- _Work order_: Go to the line below containing "filename crates/rampage_debug/src/trace/record.rs" and print exactly from there through the line containing "pub fn event_type(&self)", both included. Print nothing else.

- _Information shown_:
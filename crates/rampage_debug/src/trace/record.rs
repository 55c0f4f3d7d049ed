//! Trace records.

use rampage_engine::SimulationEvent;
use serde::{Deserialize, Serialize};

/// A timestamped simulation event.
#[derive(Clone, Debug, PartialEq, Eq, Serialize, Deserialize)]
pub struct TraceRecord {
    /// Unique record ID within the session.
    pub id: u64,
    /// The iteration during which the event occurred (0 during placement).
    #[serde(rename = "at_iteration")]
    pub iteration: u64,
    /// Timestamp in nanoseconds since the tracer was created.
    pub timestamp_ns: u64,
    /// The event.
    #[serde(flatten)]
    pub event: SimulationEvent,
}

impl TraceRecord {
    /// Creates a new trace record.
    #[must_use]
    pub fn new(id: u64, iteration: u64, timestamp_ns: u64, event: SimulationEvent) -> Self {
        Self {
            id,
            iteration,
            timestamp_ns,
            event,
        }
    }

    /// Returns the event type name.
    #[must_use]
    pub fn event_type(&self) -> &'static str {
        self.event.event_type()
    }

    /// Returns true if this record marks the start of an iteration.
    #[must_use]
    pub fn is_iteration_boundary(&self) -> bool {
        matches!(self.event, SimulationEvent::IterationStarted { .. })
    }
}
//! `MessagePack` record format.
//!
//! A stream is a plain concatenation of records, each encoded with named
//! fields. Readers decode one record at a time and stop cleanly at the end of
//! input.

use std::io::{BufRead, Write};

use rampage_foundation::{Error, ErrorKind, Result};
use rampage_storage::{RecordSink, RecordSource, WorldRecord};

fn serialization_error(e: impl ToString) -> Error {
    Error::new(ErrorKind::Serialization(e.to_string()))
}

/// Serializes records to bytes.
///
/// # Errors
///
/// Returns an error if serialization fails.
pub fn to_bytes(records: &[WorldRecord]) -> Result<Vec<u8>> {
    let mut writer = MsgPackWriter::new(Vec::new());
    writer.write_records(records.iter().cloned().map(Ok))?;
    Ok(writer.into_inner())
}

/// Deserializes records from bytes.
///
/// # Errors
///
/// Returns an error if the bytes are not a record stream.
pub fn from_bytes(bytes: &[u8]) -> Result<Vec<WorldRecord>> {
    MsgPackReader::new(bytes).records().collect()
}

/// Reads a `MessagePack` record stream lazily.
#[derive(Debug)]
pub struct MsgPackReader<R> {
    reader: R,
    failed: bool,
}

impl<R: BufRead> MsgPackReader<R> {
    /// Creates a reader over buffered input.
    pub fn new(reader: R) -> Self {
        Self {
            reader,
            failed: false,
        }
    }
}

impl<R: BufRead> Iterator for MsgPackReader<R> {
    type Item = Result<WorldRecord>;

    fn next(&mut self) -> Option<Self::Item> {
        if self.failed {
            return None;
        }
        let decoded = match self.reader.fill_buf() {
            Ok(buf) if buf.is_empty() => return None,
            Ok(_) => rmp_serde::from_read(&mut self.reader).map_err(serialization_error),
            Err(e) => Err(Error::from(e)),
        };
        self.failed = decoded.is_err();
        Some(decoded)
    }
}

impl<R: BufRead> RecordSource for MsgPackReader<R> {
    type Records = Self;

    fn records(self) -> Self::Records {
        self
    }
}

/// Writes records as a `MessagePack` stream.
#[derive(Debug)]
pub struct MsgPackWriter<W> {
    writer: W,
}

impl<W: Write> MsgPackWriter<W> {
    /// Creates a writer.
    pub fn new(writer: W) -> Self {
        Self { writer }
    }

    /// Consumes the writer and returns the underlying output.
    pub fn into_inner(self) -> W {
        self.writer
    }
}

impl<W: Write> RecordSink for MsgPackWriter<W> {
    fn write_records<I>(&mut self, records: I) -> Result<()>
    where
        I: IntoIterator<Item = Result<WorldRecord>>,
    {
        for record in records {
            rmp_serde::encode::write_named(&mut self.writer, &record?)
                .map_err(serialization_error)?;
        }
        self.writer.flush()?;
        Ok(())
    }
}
---
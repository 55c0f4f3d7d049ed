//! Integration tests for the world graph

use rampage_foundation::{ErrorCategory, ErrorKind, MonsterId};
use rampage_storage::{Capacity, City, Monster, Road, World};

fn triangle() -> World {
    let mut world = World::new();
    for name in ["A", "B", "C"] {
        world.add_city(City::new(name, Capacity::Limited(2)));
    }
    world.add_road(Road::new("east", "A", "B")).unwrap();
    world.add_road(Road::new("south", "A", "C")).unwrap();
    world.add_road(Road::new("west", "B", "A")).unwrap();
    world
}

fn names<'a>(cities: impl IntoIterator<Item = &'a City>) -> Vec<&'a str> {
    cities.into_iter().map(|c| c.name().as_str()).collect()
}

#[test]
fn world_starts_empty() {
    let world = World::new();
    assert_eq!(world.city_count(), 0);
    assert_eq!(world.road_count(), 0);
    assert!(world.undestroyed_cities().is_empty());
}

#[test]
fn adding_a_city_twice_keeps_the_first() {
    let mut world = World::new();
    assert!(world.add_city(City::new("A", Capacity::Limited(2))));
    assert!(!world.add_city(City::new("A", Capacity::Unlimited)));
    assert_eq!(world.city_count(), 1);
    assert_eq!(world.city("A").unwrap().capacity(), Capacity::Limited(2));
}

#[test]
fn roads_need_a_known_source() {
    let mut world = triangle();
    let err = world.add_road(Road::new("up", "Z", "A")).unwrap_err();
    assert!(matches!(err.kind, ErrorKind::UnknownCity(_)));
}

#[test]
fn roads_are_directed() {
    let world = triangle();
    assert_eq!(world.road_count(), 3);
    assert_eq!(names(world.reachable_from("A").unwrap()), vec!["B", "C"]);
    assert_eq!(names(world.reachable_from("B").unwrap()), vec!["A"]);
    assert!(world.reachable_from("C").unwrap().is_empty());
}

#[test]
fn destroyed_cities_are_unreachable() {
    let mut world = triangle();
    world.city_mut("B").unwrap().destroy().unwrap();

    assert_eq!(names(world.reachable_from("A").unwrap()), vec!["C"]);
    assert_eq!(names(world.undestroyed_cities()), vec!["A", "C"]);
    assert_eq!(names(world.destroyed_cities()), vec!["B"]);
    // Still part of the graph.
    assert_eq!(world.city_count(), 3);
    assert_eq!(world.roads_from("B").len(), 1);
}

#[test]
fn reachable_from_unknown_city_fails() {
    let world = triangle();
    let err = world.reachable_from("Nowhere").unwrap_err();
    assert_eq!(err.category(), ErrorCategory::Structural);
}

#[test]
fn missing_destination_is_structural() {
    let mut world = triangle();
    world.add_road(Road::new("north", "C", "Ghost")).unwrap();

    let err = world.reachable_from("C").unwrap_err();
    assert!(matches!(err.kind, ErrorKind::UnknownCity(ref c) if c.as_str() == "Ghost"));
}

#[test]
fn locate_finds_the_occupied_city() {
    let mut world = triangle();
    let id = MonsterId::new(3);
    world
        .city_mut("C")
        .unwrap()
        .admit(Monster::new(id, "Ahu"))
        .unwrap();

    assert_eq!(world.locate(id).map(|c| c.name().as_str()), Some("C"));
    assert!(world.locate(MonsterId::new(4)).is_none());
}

- _Answer to the exercise_:
filename crates/rampage_debug/src/trace/record.rs
repository 55c0f4f3d7d049ed
//! Trace records.

use rampage_engine::SimulationEvent;
use serde::{Deserialize, Serialize};

/// A timestamped simulation event.
#[derive(Clone, Debug, PartialEq, Eq, Serialize, Deserialize)]
pub struct TraceRecord {
    /// Unique record ID within the session.
    pub id: u64,
    /// The iteration during which the event occurred (0 during placement).
    #[serde(rename = "at_iteration")]
    pub iteration: u64,
    /// Timestamp in nanoseconds since the tracer was created.
    pub timestamp_ns: u64,
    /// The event.
    #[serde(flatten)]
    pub event: SimulationEvent,
}

impl TraceRecord {
    /// Creates a new trace record.
    #[must_use]
    pub fn new(id: u64, iteration: u64, timestamp_ns: u64, event: SimulationEvent) -> Self {
        Self {
            id,
            iteration,
            timestamp_ns,
            event,
        }
    }

    /// Returns the event type name.
    #[must_use]
    pub fn event_type(&self) -> &'static str {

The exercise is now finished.